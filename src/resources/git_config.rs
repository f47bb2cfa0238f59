//! Global git configuration entries.
use std::path::{Path, PathBuf};

use anyhow::Result;

use super::{ResourceState, resolve_program};
use crate::environment::ProcessEnv;
use crate::error::ResourceError;
use crate::exec::Executor;

/// Install locations checked when `git` is not yet on `PATH`.
const GIT_FALLBACKS: &[(&str, &str, &str)] = &[
    ("ProgramFiles", r"C:\Program Files", r"Git\cmd\git.exe"),
    ("ProgramFiles(x86)", r"C:\Program Files (x86)", r"Git\cmd\git.exe"),
];

/// Locate the git executable.
///
/// # Errors
///
/// Returns [`ResourceError::ExecutableNotFound`] if git is neither on `PATH`
/// nor in a standard install location.
pub fn find_git(executor: &dyn Executor, env: &ProcessEnv) -> Result<PathBuf, ResourceError> {
    resolve_program(executor, env, "git", GIT_FALLBACKS)
}

/// A global git config entry resource that can be checked and applied.
#[derive(Debug)]
pub struct GitConfigResource<'a> {
    /// Config key (e.g., "user.name").
    pub key: String,
    /// Desired value.
    pub desired_value: String,
    git: &'a Path,
    executor: &'a dyn Executor,
    env: &'a ProcessEnv,
}

impl<'a> GitConfigResource<'a> {
    /// Create a new git config resource run through the `git` at `git`.
    #[must_use]
    pub fn new(
        key: impl Into<String>,
        desired_value: impl Into<String>,
        git: &'a Path,
        executor: &'a dyn Executor,
        env: &'a ProcessEnv,
    ) -> Self {
        Self {
            key: key.into(),
            desired_value: desired_value.into(),
            git,
            executor,
            env,
        }
    }

    fn program(&self) -> std::borrow::Cow<'_, str> {
        self.git.to_string_lossy()
    }

    /// `key = value`, for log lines.
    #[must_use]
    pub fn description(&self) -> String {
        format!("{} = {}", self.key, self.desired_value)
    }

    /// Write the desired value and return git's combined output.
    ///
    /// # Errors
    ///
    /// Returns an error if git cannot be run or exits non-zero.
    pub fn set(&self) -> Result<String> {
        let result = self.executor.run(
            &self.program(),
            &["config", "--global", &self.key, &self.desired_value],
            self.env,
        )?;
        Ok(result.combined())
    }

    /// Compare the global value with the desired one.
    ///
    /// # Errors
    ///
    /// Returns an error if git cannot be spawned.
    pub fn current_state(&self) -> Result<ResourceState> {
        let result = self.executor.run_unchecked(
            &self.program(),
            &["config", "--global", "--get", &self.key],
            self.env,
        )?;
        let current = result.stdout.trim().to_string();

        if !result.success || current.is_empty() {
            Ok(ResourceState::Missing)
        } else if current == self.desired_value {
            Ok(ResourceState::Correct)
        } else {
            Ok(ResourceState::Incorrect { current })
        }
    }
}

#[cfg(test)]
#[allow(clippy::expect_used, clippy::unwrap_used, clippy::indexing_slicing)]
mod tests {
    use super::*;
    use crate::resources::test_helpers::MockExecutor;

    fn resource<'a>(
        executor: &'a MockExecutor,
        env: &'a ProcessEnv,
        git: &'a Path,
    ) -> GitConfigResource<'a> {
        GitConfigResource::new("user.name", "Jane Doe", git, executor, env)
    }

    #[test]
    fn description_format() {
        let executor = MockExecutor::ok("");
        let env = ProcessEnv::new();
        let git = PathBuf::from("git");
        assert_eq!(
            resource(&executor, &env, &git).description(),
            "user.name = Jane Doe"
        );
    }

    #[test]
    fn current_state_correct_when_value_matches() {
        let executor = MockExecutor::ok("Jane Doe\n");
        let env = ProcessEnv::new();
        let git = PathBuf::from("git");
        assert_eq!(
            resource(&executor, &env, &git).current_state().unwrap(),
            ResourceState::Correct
        );
        assert_eq!(executor.calls(), vec!["git config --global --get user.name"]);
    }

    #[test]
    fn current_state_missing_when_command_fails() {
        let executor = MockExecutor::fail();
        let env = ProcessEnv::new();
        let git = PathBuf::from("git");
        assert_eq!(
            resource(&executor, &env, &git).current_state().unwrap(),
            ResourceState::Missing
        );
    }

    #[test]
    fn current_state_incorrect_when_value_differs() {
        let executor = MockExecutor::ok("Someone Else\n");
        let env = ProcessEnv::new();
        let git = PathBuf::from("git");
        let state = resource(&executor, &env, &git).current_state().unwrap();
        assert!(
            matches!(state, ResourceState::Incorrect { ref current } if current == "Someone Else"),
            "expected Incorrect, got {state:?}"
        );
    }

    #[test]
    fn set_runs_resolved_git() {
        let executor = MockExecutor::ok("");
        let env = ProcessEnv::new();
        let git = PathBuf::from("/opt/git/bin/git");
        resource(&executor, &env, &git).set().unwrap();
        assert_eq!(
            executor.calls(),
            vec!["/opt/git/bin/git config --global user.name Jane Doe"]
        );
    }

    #[test]
    fn set_failure_propagates() {
        let executor = MockExecutor::fail();
        let env = ProcessEnv::new();
        let git = PathBuf::from("git");
        assert!(resource(&executor, &env, &git).set().is_err());
    }

    #[test]
    fn find_git_on_path() {
        let executor = MockExecutor::ok("").with_which(true);
        assert_eq!(
            find_git(&executor, &ProcessEnv::new()).unwrap(),
            PathBuf::from("git")
        );
    }

    #[test]
    fn find_git_in_program_files() {
        let dir = tempfile::tempdir().unwrap();
        let git = dir.path().join(r"Git\cmd\git.exe");
        std::fs::create_dir_all(git.parent().unwrap()).unwrap();
        std::fs::write(&git, "").unwrap();

        let executor = MockExecutor::ok("");
        let env = ProcessEnv::new().with_var("ProgramFiles", dir.path().to_string_lossy());
        assert_eq!(find_git(&executor, &env).unwrap(), git);
    }
}
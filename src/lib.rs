//! Windows provisioning engine.
//!
//! Turns a fresh Windows installation into a configured workstation:
//! bootstraps Chocolatey, clones a configuration repository, creates
//! folders under Documents, copies assets, installs packages and applies
//! per-application configuration, all driven by one `pixie.toml`.
//!
//! The public API is organised into four layers:
//!
//! - **[`config`]** parse and validate `pixie.toml`
//! - **[`resources`]** idempotent `check + apply` primitives (packages, git config, files)
//! - **[`tasks`]** the named pipeline steps wired to resources
//! - **[`commands`]** top-level subcommand orchestration (`install`, `check`)
#![deny(clippy::or_fun_call)]
#![deny(clippy::bool_to_int_with_if)]

pub mod cli;
pub mod commands;
pub mod config;
pub mod environment;
pub mod error;
pub mod exec;
pub mod logging;
pub mod operations;
pub mod platform;
pub mod prompt;
pub mod repository;
pub mod resources;
pub mod tasks;

/// The version string: `PIXIE_VERSION` when embedded at build time, the
/// crate version otherwise.
#[must_use]
pub fn version() -> &'static str {
    option_env!("PIXIE_VERSION").unwrap_or(env!("CARGO_PKG_VERSION"))
}
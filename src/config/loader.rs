//! TOML configuration file parsing.
use serde::de::DeserializeOwned;
use std::path::Path;

use crate::error::ConfigError;

/// Deserialize the TOML file at `path` into `T`.
///
/// Unknown keys are ignored by the target types; missing keys fall back to
/// their defaults.
///
/// # Errors
///
/// Returns [`ConfigError::NotFound`] if the file does not exist,
/// [`ConfigError::Io`] if it cannot be read and [`ConfigError::Parse`] if it
/// is not valid TOML for `T`.
pub fn load_config<T: DeserializeOwned>(path: &Path) -> Result<T, ConfigError> {
    if !path.exists() {
        return Err(ConfigError::NotFound(path.to_path_buf()));
    }

    let content = std::fs::read_to_string(path).map_err(|source| ConfigError::Io {
        path: path.to_path_buf(),
        source,
    })?;

    parse_config(&content).map_err(|message| ConfigError::Parse {
        path: path.to_path_buf(),
        message,
    })
}

/// Deserialize TOML text into `T`, rendering parser diagnostics as a string.
///
/// # Errors
///
/// Returns the parser diagnostic if `content` is not valid TOML for `T`.
pub fn parse_config<T: DeserializeOwned>(content: &str) -> Result<T, String> {
    toml::from_str(content).map_err(|e| e.to_string().trim_end().to_string())
}
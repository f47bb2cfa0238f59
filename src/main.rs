use std::io::Write as _;
use std::process::ExitCode;
use std::sync::Arc;

use clap::Parser;

use pixie::cli::{Cli, Command};
use pixie::commands;
use pixie::error::StepError;
use pixie::logging::{Logger, init_subscriber, log_file_path};
use pixie::platform::documents_dir;

fn main() -> ExitCode {
    let _ = enable_ansi_support::enable_ansi_support();
    let args = Cli::parse();

    match args.command() {
        Command::Completions { shell } => {
            commands::completions::run(shell);
            ExitCode::SUCCESS
        }
        Command::Version => exit_code(commands::version::run()),
        command => run_logged(&args, &command),
    }
}

/// Run a command that writes the run log under the documents folder.
fn run_logged(args: &Cli, command: &Command) -> ExitCode {
    let log_path = match documents_dir(args.global.documents.as_deref()) {
        Ok(documents) => log_file_path(&documents),
        Err(e) => return report_setup_failure(&e.to_string()),
    };
    let Ok(_guard) = init_subscriber(args.verbose, Some(&log_path)) else {
        return report_setup_failure(&format!("cannot open {}", log_path.display()));
    };
    let log = Arc::new(Logger::new(Some(log_path)));

    let result = match command {
        Command::Install(opts) => commands::install::run(&args.global, opts, &log),
        Command::Check => commands::check::run(&args.global, &*log),
        Command::Completions { .. } | Command::Version => Ok(()),
    };

    result.map_or_else(
        |e| {
            // A step error already renders its whole cause chain.
            let message = e
                .downcast_ref::<StepError>()
                .map_or_else(|| format!("{e:#}"), ToString::to_string);
            log.error(&message);
            ExitCode::FAILURE
        },
        |()| ExitCode::SUCCESS,
    )
}

fn exit_code(result: anyhow::Result<()>) -> ExitCode {
    if result.is_ok() {
        ExitCode::SUCCESS
    } else {
        ExitCode::FAILURE
    }
}

/// Logging is not available yet, so write straight to stderr.
fn report_setup_failure(detail: &str) -> ExitCode {
    let _ = writeln!(
        std::io::stderr().lock(),
        "failed to set up logging: {detail}"
    );
    ExitCode::FAILURE
}
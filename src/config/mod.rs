pub mod apps;
pub mod git;
pub mod loader;
pub mod validation;
pub mod vscode;

use serde::Deserialize;
use std::collections::BTreeMap;
use std::path::Path;

use crate::error::ConfigError;

/// Default asset folder, both inside the clone and under Documents.
pub const DEFAULT_ASSETS_DIR: &str = "Wallpapers";

/// The whole provisioning configuration, loaded once per run.
#[derive(Debug, Clone, PartialEq, Eq, Deserialize)]
#[serde(default)]
pub struct Config {
    /// Remote configuration repository; empty disables the fetch.
    pub repo_url: String,
    /// Directory names created under Documents, in order.
    pub dirs: Vec<String>,
    /// Chocolatey package names, in install order.
    pub packages: Vec<String>,
    /// Restart without asking once the pipeline succeeds.
    pub unattended: bool,
    /// Asset tree copied out of the clone.
    pub assets: AssetsConfig,
    /// Chocolatey install flags.
    pub chocolatey: ChocolateyConfig,
    /// Git package and global identity.
    pub git: git::GitIdentity,
    /// Editor package, extensions and settings file.
    pub vscode: vscode::EditorConfig,
    /// Application file mappings, processed alphabetically by name.
    pub apps: BTreeMap<String, apps::AppEntry>,
}

impl Default for Config {
    fn default() -> Self {
        Self {
            repo_url: String::new(),
            dirs: Vec::new(),
            packages: Vec::new(),
            unattended: false,
            assets: AssetsConfig::default(),
            chocolatey: ChocolateyConfig::default(),
            git: git::GitIdentity::default(),
            vscode: vscode::EditorConfig::default(),
            apps: BTreeMap::new(),
        }
    }
}

/// `[assets]` section: the tree copied from the clone into Documents.
#[derive(Debug, Clone, PartialEq, Eq, Deserialize)]
#[serde(default)]
pub struct AssetsConfig {
    /// Directory inside the cloned repository.
    pub source: String,
    /// Directory relative to Documents.
    pub destination: String,
}

impl Default for AssetsConfig {
    fn default() -> Self {
        Self {
            source: DEFAULT_ASSETS_DIR.to_string(),
            destination: DEFAULT_ASSETS_DIR.to_string(),
        }
    }
}

/// `[chocolatey]` section.
#[derive(Debug, Clone, PartialEq, Eq, Deserialize)]
#[serde(default)]
pub struct ChocolateyConfig {
    /// Pass `--ignore-checksums` to every install.
    pub ignore_checksums: bool,
}

impl Default for ChocolateyConfig {
    fn default() -> Self {
        Self {
            ignore_checksums: true,
        }
    }
}

impl Config {
    /// Load the configuration file at `path`.
    ///
    /// # Errors
    ///
    /// Returns an error if the file is missing, unreadable or not valid TOML.
    pub fn load(path: &Path) -> Result<Self, ConfigError> {
        let path = dunce::canonicalize(path).unwrap_or_else(|_| path.to_path_buf());
        loader::load_config(&path)
    }

    /// Configured packages in order, minus the git and editor packages which
    /// are always installed first.
    #[must_use]
    pub fn remaining_packages(&self) -> Vec<&str> {
        self.packages
            .iter()
            .map(String::as_str)
            .filter(|name| {
                !name.eq_ignore_ascii_case(&self.git.package)
                    && !name.eq_ignore_ascii_case(&self.vscode.package)
            })
            .collect()
    }
}

#[cfg(test)]
pub mod test_helpers {
    use std::path::PathBuf;
    use tempfile::TempDir;

    /// Write `content` to `pixie.toml` inside a fresh temporary directory.
    ///
    /// # Panics
    ///
    /// Panics if the temporary directory or file cannot be created.
    #[allow(clippy::expect_used)]
    pub fn write_temp_toml(content: &str) -> (TempDir, PathBuf) {
        let dir = tempfile::tempdir().expect("create temp dir");
        let path = dir.path().join("pixie.toml");
        std::fs::write(&path, content).expect("write temp config");
        (dir, path)
    }
}
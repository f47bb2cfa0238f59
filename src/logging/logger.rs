//! Structured logger with summary collection.
use std::path::PathBuf;
use std::sync::Mutex;

use super::subscriber::STAGE_TARGET;
use super::types::{Log, TaskEntry, TaskStatus};

/// Implement the display methods of [`Log`] by delegating to inherent methods
/// of the same name on the implementing type.
macro_rules! forward_log_methods {
    ($($method:ident),+ $(,)?) => {
        $(
            fn $method(&self, msg: &str) {
                self.$method(msg);
            }
        )+
    };
}

/// Structured logger that emits [`tracing`] events and records task results.
///
/// Output routing (console and the run log at `<Documents>/Pixie/log.txt`)
/// is decided by the subscriber installed with
/// [`init_subscriber`](super::subscriber::init_subscriber); the logger only
/// remembers the log path so the summary can point at it.
#[derive(Debug, Default)]
pub struct Logger {
    tasks: Mutex<Vec<TaskEntry>>,
    log_file: Option<PathBuf>,
}

impl Logger {
    /// Create a new logger.
    #[must_use]
    pub fn new(log_file: Option<PathBuf>) -> Self {
        Self {
            tasks: Mutex::new(Vec::new()),
            log_file,
        }
    }

    /// Return the log file path, if any.
    #[must_use]
    pub const fn log_path(&self) -> Option<&PathBuf> {
        self.log_file.as_ref()
    }

    /// Return a copy of all recorded task entries.
    #[must_use]
    pub fn task_entries(&self) -> Vec<TaskEntry> {
        self.tasks.lock().map_or_else(|_| vec![], |g| g.clone())
    }

    /// Log an error message.
    pub fn error(&self, msg: &str) {
        tracing::error!("{msg}");
    }

    /// Log a warning message.
    pub fn warn(&self, msg: &str) {
        tracing::warn!("{msg}");
    }

    /// Log a stage header (major section).
    pub fn stage(&self, msg: &str) {
        tracing::info!(target: STAGE_TARGET, "{msg}");
    }

    /// Log an informational message.
    pub fn info(&self, msg: &str) {
        tracing::info!("{msg}");
    }

    /// Log a debug message (suppressed on console unless verbose; always
    /// written to the log file).
    pub fn debug(&self, msg: &str) {
        tracing::debug!("{msg}");
    }

    /// Record a task result for the summary.
    pub fn record_task(&self, name: &str, status: TaskStatus, message: Option<&str>) {
        if let Ok(mut guard) = self.tasks.lock() {
            guard.push(TaskEntry {
                name: name.to_string(),
                status,
                message: message.map(String::from),
            });
        }
    }

    /// Return `true` if any recorded task has failed.
    #[must_use]
    pub fn has_failures(&self) -> bool {
        self.count(TaskStatus::Failed) > 0
    }

    /// Count the recorded tasks with `status`.
    #[must_use]
    pub fn count(&self, status: TaskStatus) -> usize {
        self.tasks.lock().map_or(0, |guard| {
            guard.iter().filter(|t| t.status == status).count()
        })
    }

    /// Print the summary of all recorded tasks.
    pub fn print_summary(&self) {
        let tasks = self.task_entries();
        if tasks.is_empty() {
            return;
        }

        self.stage("Summary");

        for task in &tasks {
            let (icon, color) = match task.status {
                TaskStatus::Ok => ("✓", "\x1b[32m"),
                TaskStatus::NotApplicable => ("·", "\x1b[2m"),
                TaskStatus::Skipped => ("○", "\x1b[36m"),
                TaskStatus::Warned => ("!", "\x1b[33m"),
                TaskStatus::Failed => ("✗", "\x1b[31m"),
            };

            let suffix = task
                .message
                .as_ref()
                .map_or_else(String::new, |msg| format!(" ({msg})"));

            self.info(&format!("{color}{icon} {}{suffix}\x1b[0m", task.name));
        }

        let ok = self.count(TaskStatus::Ok);
        let not_applicable = self.count(TaskStatus::NotApplicable);
        let skipped = self.count(TaskStatus::Skipped);
        let warned = self.count(TaskStatus::Warned);
        let failed = self.count(TaskStatus::Failed);
        self.info(&format!(
            "{} tasks: \x1b[32m{ok} ok\x1b[0m, \x1b[2m{not_applicable} n/a\x1b[0m, \x1b[36m{skipped} skipped\x1b[0m, \x1b[33m{warned} with warnings\x1b[0m, \x1b[31m{failed} failed\x1b[0m",
            tasks.len()
        ));

        if let Some(path) = &self.log_file {
            self.info(&format!("\x1b[2mlog: {}\x1b[0m", path.display()));
        }
    }
}

impl Log for Logger {
    forward_log_methods!(stage, info, debug, warn, error);

    fn record_task(&self, name: &str, status: TaskStatus, message: Option<&str>) {
        self.record_task(name, status, message);
    }

    fn print_summary(&self) {
        self.print_summary();
    }
}
//! File copy resources and the recursive tree copy.
use std::fmt::Write as _;
use std::path::{Path, PathBuf};

use anyhow::{Context as _, Result};
use sha2::{Digest, Sha256};

use super::{Applicable, Resource, ResourceChange, ResourceState};
use crate::error::ResourceError;

/// Ensure the parent directory of `path` exists, creating it (and any
/// ancestors) if necessary.
///
/// # Errors
///
/// Returns an error if the directory cannot be created.
pub fn ensure_parent_dir(path: &Path) -> Result<()> {
    if let Some(parent) = path.parent()
        && !parent.as_os_str().is_empty()
    {
        std::fs::create_dir_all(parent)
            .with_context(|| format!("create parent: {}", parent.display()))?;
    }
    Ok(())
}

/// Lowercase hex SHA-256 digest of the file at `path`.
///
/// # Errors
///
/// Returns an error if the file cannot be read.
pub fn file_digest(path: &Path) -> Result<String> {
    let bytes = std::fs::read(path).with_context(|| format!("reading {}", path.display()))?;
    let digest = Sha256::digest(&bytes);
    let mut hex = String::with_capacity(64);
    for b in &digest {
        write!(hex, "{b:02x}").unwrap_or(());
    }
    Ok(hex)
}

/// Recursively copy the tree at `src` into `dst`, preserving relative paths.
///
/// Entries are visited in name order and symlinks are followed.  The first
/// failure aborts the copy; files copied before it stay in place.  Every
/// copied destination file is passed to `on_file`.  Returns the number of
/// files copied.
///
/// # Errors
///
/// Returns an error if `src` is missing, an entry is neither a directory nor
/// a regular file, or any read, create or copy fails.
pub fn copy_tree(src: &Path, dst: &Path, on_file: &mut dyn FnMut(&Path)) -> Result<usize> {
    if !src.is_dir() {
        return Err(ResourceError::SourceMissing(src.to_path_buf()).into());
    }
    std::fs::create_dir_all(dst)
        .with_context(|| format!("creating directory {}", dst.display()))?;

    let mut entries = std::fs::read_dir(src)
        .with_context(|| format!("reading directory {}", src.display()))?
        .map(|entry| entry.map(|e| e.path()))
        .collect::<std::io::Result<Vec<PathBuf>>>()
        .with_context(|| format!("reading entry in {}", src.display()))?;
    entries.sort();

    let mut copied = 0;
    for src_path in entries {
        let Some(name) = src_path.file_name() else {
            continue;
        };
        let dst_path = dst.join(name);
        let meta = std::fs::metadata(&src_path)
            .with_context(|| format!("stat {}", src_path.display()))?;

        if meta.is_dir() {
            copied += copy_tree(&src_path, &dst_path, on_file)?;
        } else if meta.is_file() {
            std::fs::copy(&src_path, &dst_path).with_context(|| {
                format!("copying {} to {}", src_path.display(), dst_path.display())
            })?;
            on_file(&dst_path);
            copied += 1;
        } else {
            return Err(ResourceError::NotRegularFile(src_path).into());
        }
    }
    Ok(copied)
}

/// A single file copied from the cloned repository to its destination.
#[derive(Debug, Clone)]
pub struct FileCopyResource {
    /// File to copy.
    pub source: PathBuf,
    /// Where it should end up.
    pub destination: PathBuf,
}

impl FileCopyResource {
    /// Create a new file copy resource.
    #[must_use]
    pub const fn new(source: PathBuf, destination: PathBuf) -> Self {
        Self {
            source,
            destination,
        }
    }

    fn check_source(&self) -> Result<(), ResourceError> {
        if !self.source.exists() {
            return Err(ResourceError::SourceMissing(self.source.clone()));
        }
        if !self.source.is_file() {
            return Err(ResourceError::NotRegularFile(self.source.clone()));
        }
        Ok(())
    }
}

impl Applicable for FileCopyResource {
    fn description(&self) -> String {
        format!("{} -> {}", self.source.display(), self.destination.display())
    }

    fn apply(&self) -> Result<ResourceChange> {
        self.check_source()?;
        ensure_parent_dir(&self.destination)?;
        std::fs::copy(&self.source, &self.destination).with_context(|| {
            format!(
                "copying {} to {}",
                self.source.display(),
                self.destination.display()
            )
        })?;
        Ok(ResourceChange::Applied)
    }
}

impl Resource for FileCopyResource {
    fn current_state(&self) -> Result<ResourceState> {
        self.check_source()?;
        if !self.destination.exists() {
            return Ok(ResourceState::Missing);
        }
        if self.destination.is_dir() {
            return Ok(ResourceState::Invalid {
                reason: format!("{} is a directory", self.destination.display()),
            });
        }
        if file_digest(&self.source)? == file_digest(&self.destination)? {
            Ok(ResourceState::Correct)
        } else {
            Ok(ResourceState::Incorrect {
                current: "content differs".to_string(),
            })
        }
    }
}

• • • •

(YOUR GOAL) After going through the entries, say how many lines contain the string "StepError". Nothing else belongs in the reply.

(SOLVED EXERCISE) 2